Provided information:
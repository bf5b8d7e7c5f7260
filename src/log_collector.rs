//! Decoupled logging pipeline for flash sessions.
//!
//! ```text
//! log::info!() / tool output
//!     |
//! [LogCollector] (log::Log, never blocks the caller)
//!     | (crossbeam unbounded channel)
//! +---+---+
//! |       |
//! v       v
//! [disk persister thread]      [observer channel]
//! logs/full/<session>.log      bounded tokio mpsc, try_send
//! logs/parsed/<session>.log
//! ```
//!
//! Disk persistence never depends on the observer: a full or closed observer
//! channel only drops the observer copy.

use chrono::Local;
use crossbeam_channel::{unbounded, Sender};
use log::{Level, LevelFilter, Log, Metadata, Record};
use std::collections::HashMap;
use std::fs::{File, OpenOptions};
use std::io::{self, Write};
use std::path::{Path, PathBuf};
use std::sync::{Arc, Mutex};
use std::time::Duration;
use uuid::Uuid;

const FLUSH_TIMEOUT: Duration = Duration::from_secs(5);

enum LogMessage {
    Line(LogLine),
    /// Flush marker; the persister answers once everything before it is on disk
    Flush(std::sync::mpsc::Sender<()>),
}

/// Session file paths plus a generation counter so the persister notices a
/// session switch and reopens its handles.
#[derive(Clone, Debug, Default)]
struct SessionState {
    full: Option<PathBuf>,
    parsed: Option<PathBuf>,
    generation: u64,
}

/// Default log directory: `<data_dir>/omniflash/logs`, else `./logs`.
pub fn default_logs_path() -> PathBuf {
    dirs::data_dir()
        .map(|d| d.join("omniflash").join("logs"))
        .unwrap_or_else(|| PathBuf::from("logs"))
}

/// A log line with metadata
#[derive(Clone, Debug, PartialEq, Eq)]
pub struct LogLine {
    pub message: String,
    /// Milestone line, also written to the parsed log
    pub parsed: bool,
    pub timestamp: String,
}

impl LogLine {
    pub fn new(message: String) -> Self {
        LogLine {
            message,
            parsed: false,
            timestamp: Local::now().format("%H:%M:%S%.3f").to_string(),
        }
    }

    pub fn parsed(message: String) -> Self {
        LogLine {
            parsed: true,
            ..LogLine::new(message)
        }
    }

    fn formatted(&self) -> String {
        format!("[{}] {}\n", self.timestamp, self.message)
    }
}

/// Global logger that persists to disk and feeds an optional observer.
#[derive(Clone)]
pub struct LogCollector {
    tx: Sender<LogMessage>,
    log_dir: PathBuf,
    observer: Option<tokio::sync::mpsc::Sender<LogLine>>,
    session_state: Arc<Mutex<SessionState>>,
    max_level: LevelFilter,
    /// Also echo lines to stderr (CLI use)
    echo: bool,
}

impl LogCollector {
    /// Create the `full/` and `parsed/` directories and start the persister thread.
    pub fn new(log_dir: PathBuf, observer: Option<tokio::sync::mpsc::Sender<LogLine>>) -> io::Result<Self> {
        let full_dir = log_dir.join("full");
        let parsed_dir = log_dir.join("parsed");
        std::fs::create_dir_all(&full_dir)?;
        std::fs::create_dir_all(&parsed_dir)?;

        let (tx, rx) = unbounded::<LogMessage>();
        let session_state = Arc::new(Mutex::new(SessionState::default()));
        let state = Arc::clone(&session_state);
        let thread_observer = observer.clone();

        // OS thread rather than a tokio task: lines from any runtime reach disk.
        std::thread::Builder::new()
            .name("omniflash-log".to_string())
            .spawn(move || {
                let mut handles: HashMap<&'static str, File> = HashMap::new();
                let mut generation = 0u64;

                while let Ok(msg) = rx.recv() {
                    match msg {
                        LogMessage::Line(line) => {
                            let session = state
                                .lock()
                                .map(|s| s.clone())
                                .unwrap_or_else(|poisoned| poisoned.into_inner().clone());
                            if session.generation != generation {
                                handles.clear();
                                generation = session.generation;
                            }

                            let full = session
                                .full
                                .clone()
                                .unwrap_or_else(|| default_log_file(&full_dir, "full"));
                            write_line(&mut handles, "full", &full, &line);
                            if line.parsed {
                                let parsed = session
                                    .parsed
                                    .clone()
                                    .unwrap_or_else(|| default_log_file(&parsed_dir, "parsed"));
                                write_line(&mut handles, "parsed", &parsed, &line);
                            }

                            if let Some(observer) = &thread_observer {
                                let _ = observer.try_send(line);
                            }
                        }
                        LogMessage::Flush(done) => {
                            for file in handles.values_mut() {
                                let _ = file.flush();
                                let _ = file.sync_data();
                            }
                            let _ = done.send(());
                        }
                    }
                }
            })?;

        Ok(LogCollector {
            tx,
            log_dir,
            observer,
            session_state,
            max_level: LevelFilter::Info,
            echo: false,
        })
    }

    pub fn with_max_level(mut self, level: LevelFilter) -> Self {
        self.max_level = level;
        self
    }

    pub fn with_echo(mut self, echo: bool) -> Self {
        self.echo = echo;
        self
    }

    pub fn max_level(&self) -> LevelFilter {
        self.max_level
    }

    pub fn log_dir(&self) -> &Path {
        &self.log_dir
    }

    /// Route all following lines to dedicated files for this flash session.
    pub fn start_session(&self, session_id: Uuid) -> PathBuf {
        let stamp = Local::now().format("%Y%m%d_%H%M%S");
        let name = format!("{}_{}.log", stamp, session_id.simple());
        let full = self.log_dir.join("full").join(&name);
        let parsed = self.log_dir.join("parsed").join(&name);

        let mut session = self
            .session_state
            .lock()
            .unwrap_or_else(|poisoned| poisoned.into_inner());
        session.full = Some(full.clone());
        session.parsed = Some(parsed);
        session.generation = session.generation.wrapping_add(1);
        full
    }

    /// Full log file of the current session, if one was started.
    pub fn session_log_path(&self) -> Option<PathBuf> {
        self.session_state.lock().ok().and_then(|s| s.full.clone())
    }

    /// Queue a line; never blocks.
    pub fn log_line(&self, line: LogLine) {
        if self.echo {
            eprint!("{}", line.formatted());
        }
        let _ = self.tx.send(LogMessage::Line(line));
    }

    pub fn log_str(&self, message: impl Into<String>) {
        self.log_line(LogLine::new(message.into()));
    }

    pub fn log_parsed(&self, message: impl Into<String>) {
        self.log_line(LogLine::parsed(message.into()));
    }

    /// Wait until every line queued before this call is on disk.
    ///
    /// Call before reporting a session result so the final lines survive an
    /// immediate exit.
    pub async fn wait_for_empty(&self) -> io::Result<()> {
        let (done_tx, done_rx) = std::sync::mpsc::channel::<()>();
        self.tx
            .send(LogMessage::Flush(done_tx))
            .map_err(|_| io::Error::new(io::ErrorKind::BrokenPipe, "log persister stopped"))?;
        tokio::task::spawn_blocking(move || done_rx.recv_timeout(FLUSH_TIMEOUT))
            .await
            .map_err(|e| io::Error::new(io::ErrorKind::Other, e.to_string()))?
            .map_err(|_| io::Error::new(io::ErrorKind::TimedOut, "log flush did not complete"))
    }
}

fn default_log_file(dir: &Path, kind: &str) -> PathBuf {
    dir.join(format!("{}_{}.log", Local::now().format("%Y%m%d"), kind))
}

fn write_line(handles: &mut HashMap<&'static str, File>, key: &'static str, path: &Path, line: &LogLine) {
    if !handles.contains_key(key) {
        match OpenOptions::new().create(true).append(true).open(path) {
            Ok(file) => {
                handles.insert(key, file);
            }
            Err(e) => {
                eprintln!("[Log] Cannot open {}: {}", path.display(), e);
                return;
            }
        }
    }
    if let Some(file) = handles.get_mut(key) {
        let _ = file.write_all(line.formatted().as_bytes());
    }
}

/// Wires `log::info!()` and friends into the collector. `target: "parsed"`
/// marks milestone lines.
impl Log for LogCollector {
    fn enabled(&self, metadata: &Metadata) -> bool {
        if metadata.level() > self.max_level {
            return false;
        }
        // Dependency chatter (hyper, reqwest, ...) only at warn and above.
        metadata.level() <= Level::Warn
            || metadata.target() == "parsed"
            || metadata.target().starts_with("omniflash")
    }

    fn log(&self, record: &Record) {
        if !self.enabled(record.metadata()) {
            return;
        }
        let message = format!("[{}] {}", record.level(), record.args());
        if record.target() == "parsed" {
            self.log_parsed(message);
        } else {
            self.log_str(message);
        }
    }

    fn flush(&self) {}
}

What is being asked: Your answer must be every line from the listing above that holds the string "join".

Completed exercise:
        .map(|d| d.join("omniflash").join("logs"))
        let full_dir = log_dir.join("full");
        let parsed_dir = log_dir.join("parsed");
        let full = self.log_dir.join("full").join(&name);
        let parsed = self.log_dir.join("parsed").join(&name);
    dir.join(format!("{}_{}.log", Local::now().format("%Y%m%d"), kind))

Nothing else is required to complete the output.